Naturally Killing the Silent Killer: NK Cell-based Immunotherapy for Ovarian Cancer

2019 
Ovarian cancer (OC) is diagnosed in approximately 22,000 women in the US each year and kills 14,000 of them. Often, patients are not diagnosed until the later stages of disease, when treatment options are limited, highlighting the urgent need for new and improved therapies for precise cancer control. An individual's immune function and interaction with tumor cells can be prognostic of response to cancer treatment. Current emerging therapies for OC include immunotherapies, which use antibodies or drive T cell-mediated cancer recognition and elimination.

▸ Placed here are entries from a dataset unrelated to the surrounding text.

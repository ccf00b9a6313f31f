//! Weighted composites.
//!
//! Every weight set sums to 1, so with inputs in `[0, 1]` the scaled
//! scores land in `[0, 100]`. Scores are clamped anyway to absorb float
//! drift.

use adm2_risk_models::{
    CompositeScores, IndicatorKind, NormalizedIndicators, PrsVariant, ScoreStatus,
};

/// Weights of the descriptive/structural score.
#[derive(Debug, Clone, Copy, PartialEq)]
pub struct DcrWeights {
    /// 90-day violence.
    pub v3m: f64,
    /// Spillover.
    pub spillover: f64,
    /// Access deficit.
    pub access: f64,
    /// Poverty.
    pub mvi: f64,
}

/// `DCR = .35 V3m + .15 S + .30 A + .20 MVI`.
pub const DCR_WEIGHTS: DcrWeights = DcrWeights {
    v3m: 0.35,
    spillover: 0.15,
    access: 0.30,
    mvi: 0.20,
};

/// Weights of the predictive score, per variant.
#[derive(Debug, Clone, Copy, PartialEq)]
pub enum PrsWeights {
    /// Used when the unit's state has a forecast value.
    WithForecast {
        /// 30-day violence.
        v30: f64,
        /// Violence delta.
        delta_v30: f64,
        /// Spillover.
        spillover: f64,
        /// State forecast.
        cast: f64,
        /// Access deficit.
        access: f64,
        /// Poverty.
        mvi: f64,
    },
    /// Used when the unit's state has no forecast value.
    WithoutForecast {
        /// 30-day violence.
        v30: f64,
        /// Violence delta.
        delta_v30: f64,
        /// Spillover.
        spillover: f64,
        /// Access deficit.
        access: f64,
        /// Poverty.
        mvi: f64,
    },
}

/// `PRS = .30 V30 + .25 dV30 + .10 S + .18 CAST + .12 A + .05 MVI`.
pub const PRS_WITH_FORECAST: PrsWeights = PrsWeights::WithForecast {
    v30: 0.30,
    delta_v30: 0.25,
    spillover: 0.10,
    cast: 0.18,
    access: 0.12,
    mvi: 0.05,
};

/// `PRS = .40 V30 + .30 dV30 + .10 S + .12 A + .08 MVI`.
pub const PRS_WITHOUT_FORECAST: PrsWeights = PrsWeights::WithoutForecast {
    v30: 0.40,
    delta_v30: 0.30,
    spillover: 0.10,
    access: 0.12,
    mvi: 0.08,
};

/// Share of `PRS` in the priority score.
pub const PRIORITY_PRS_SHARE: f64 = 0.6;

/// Share of `DCR` in the priority score.
pub const PRIORITY_DCR_SHARE: f64 = 0.4;

const WEIGHT_TOLERANCE: f64 = 1e-9;

impl DcrWeights {
    /// Sum of all weights.
    #[must_use]
    pub const fn total(&self) -> f64 {
        self.v3m + self.spillover + self.access + self.mvi
    }
}

impl PrsWeights {
    /// Picks the weight set by forecast availability.
    #[must_use]
    pub const fn select(has_forecast: bool) -> Self {
        if has_forecast {
            PRS_WITH_FORECAST
        } else {
            PRS_WITHOUT_FORECAST
        }
    }

    /// Sum of all weights.
    #[must_use]
    pub const fn total(&self) -> f64 {
        match *self {
            Self::WithForecast {
                v30,
                delta_v30,
                spillover,
                cast,
                access,
                mvi,
            } => v30 + delta_v30 + spillover + cast + access + mvi,
            Self::WithoutForecast {
                v30,
                delta_v30,
                spillover,
                access,
                mvi,
            } => v30 + delta_v30 + spillover + access + mvi,
        }
    }

    /// The record tag for this weight set.
    #[must_use]
    pub const fn variant(&self) -> PrsVariant {
        match self {
            Self::WithForecast { .. } => PrsVariant::WithForecast,
            Self::WithoutForecast { .. } => PrsVariant::WithoutForecast,
        }
    }
}

const fn sums_to_one(total: f64) -> bool {
    let diff = total - 1.0;
    diff < WEIGHT_TOLERANCE && diff > -WEIGHT_TOLERANCE
}

const _: () = assert!(sums_to_one(DCR_WEIGHTS.total()), "DCR weights must sum to 1");
const _: () = assert!(
    sums_to_one(PRS_WITH_FORECAST.total()),
    "PRS weights must sum to 1"
);
const _: () = assert!(
    sums_to_one(PRS_WITHOUT_FORECAST.total()),
    "PRS weights must sum to 1"
);
const _: () = assert!(
    sums_to_one(PRIORITY_PRS_SHARE + PRIORITY_DCR_SHARE),
    "priority shares must sum to 1"
);

/// Scores one unit from its normalized indicators.
///
/// Any missing input withholds all three scores and lists what was
/// missing. A missing forecast is never a gap: it selects the
/// forecast-free `PRS` weights instead.
#[must_use]
#[allow(clippy::suboptimal_flops)]
pub fn score(ind: &NormalizedIndicators) -> ScoreStatus {
    let mut missing = Vec::new();
    let mut need = |kind: IndicatorKind, value: Option<f64>| {
        if value.is_none() {
            missing.push(kind);
        }
        value.unwrap_or_default()
    };

    let v30 = need(IndicatorKind::V30, ind.v30);
    let v3m = need(IndicatorKind::V3m, ind.v3m);
    let delta_v30 = need(IndicatorKind::DeltaV30, ind.delta_v30);
    let access = need(IndicatorKind::FacilityDensity, ind.access);
    let mvi = need(IndicatorKind::Poverty, ind.mvi);
    let spillover = need(IndicatorKind::Spillover, ind.spillover);

    if !missing.is_empty() {
        missing.sort();
        return ScoreStatus::Withheld { missing };
    }

    let dcr = DCR_WEIGHTS.v3m * v3m
        + DCR_WEIGHTS.spillover * spillover
        + DCR_WEIGHTS.access * access
        + DCR_WEIGHTS.mvi * mvi;

    let weights = PrsWeights::select(ind.cast.is_some());
    let prs = match weights {
        PrsWeights::WithForecast {
            v30: w_v30,
            delta_v30: w_dv30,
            spillover: w_s,
            cast: w_cast,
            access: w_a,
            mvi: w_mvi,
        } => {
            w_v30 * v30
                + w_dv30 * delta_v30
                + w_s * spillover
                + w_cast * ind.cast.unwrap_or_default()
                + w_a * access
                + w_mvi * mvi
        }
        PrsWeights::WithoutForecast {
            v30: w_v30,
            delta_v30: w_dv30,
            spillover: w_s,
            access: w_a,
            mvi: w_mvi,
        } => w_v30 * v30 + w_dv30 * delta_v30 + w_s * spillover + w_a * access + w_mvi * mvi,
    };

    let dcr100 = to_percent(dcr);
    let prs100 = to_percent(prs);
    let priority100 = to_percent(PRIORITY_PRS_SHARE * prs + PRIORITY_DCR_SHARE * dcr);

    ScoreStatus::Scored(CompositeScores {
        dcr100,
        prs100,
        priority100,
        prs_variant: weights.variant(),
    })
}

fn to_percent(score: f64) -> f64 {
    (100.0 * score).clamp(0.0, 100.0)
}
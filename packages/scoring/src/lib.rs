#![cfg_attr(feature = "fail-on-warnings", deny(warnings))]
#![warn(clippy::all, clippy::pedantic, clippy::nursery, clippy::cargo)]
#![allow(clippy::multiple_crate_versions, clippy::cargo_common_metadata)]

//! The risk scoring kernel.
//!
//! Turns raw per-unit indicator values into the published composite
//! scores, in strict phase order:
//!
//! 1. [`rates`] derives per-100k rates from counts and population.
//! 2. [`normalize`] winsorizes each indicator across the whole run and
//!    rescales it to `[0, 1]` (a whole-collection operation).
//! 3. [`spillover`] averages neighbors' normalized `V30`.
//! 4. [`composite`] combines the normalized indicators into `DCR100`,
//!    `PRS100`, and `priority100`.
//!
//! [`exposure`] computes the population exposure weight published next
//! to the scores.

pub mod composite;
pub mod exposure;
pub mod normalize;
pub mod rates;
pub mod spillover;

use adm2_risk_models::IndicatorKind;

/// Errors that abort a scoring run.
///
/// Per-unit problems (missing indicators) never produce an error; they
/// are recorded on the unit's [`adm2_risk_models::ScoreStatus`].
#[derive(Debug, Clone, PartialEq, Eq, thiserror::Error)]
pub enum ScoringError {
    /// No unit had a value for the indicator, so percentile bounds can't
    /// be computed.
    #[error("Indicator {kind} has no values in this run")]
    EmptyIndicator {
        /// The empty indicator.
        kind: IndicatorKind,
    },
}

These have been largely ineffective in OC due to inter- and intra-tumoral heterogeneity, lack of targetable antigens, loss of tumor human leukocyte antigen (HLA) expression, high levels of immunosuppressive factors, insufficient immune cell trafficking and adverse side effects. Natural killer (NK) cells may be ideal as primary or collateral effectors to these nascent immunotherapies. NK cells exhibit multiple functions that combat immune escape and tumor relapse: they kill targets and elicit inflammation through both antigen-specific and antigen-independent pathways and detect loss of HLA as a signal for activation. NK cells are efficient mediators of tumor immune surveillance and control, suppressed by the tumor microenvironment and rescued by immune checkpoint blockade. NK cells are regulated by a variety of activating and inhibitory receptors and are already known to be central effectors across an array of existing therapies. In this article, we highlight interactions between NK cells and OC, their potential to change the immunosuppressive tumor microenvironment, and participate in durable immune control of OC.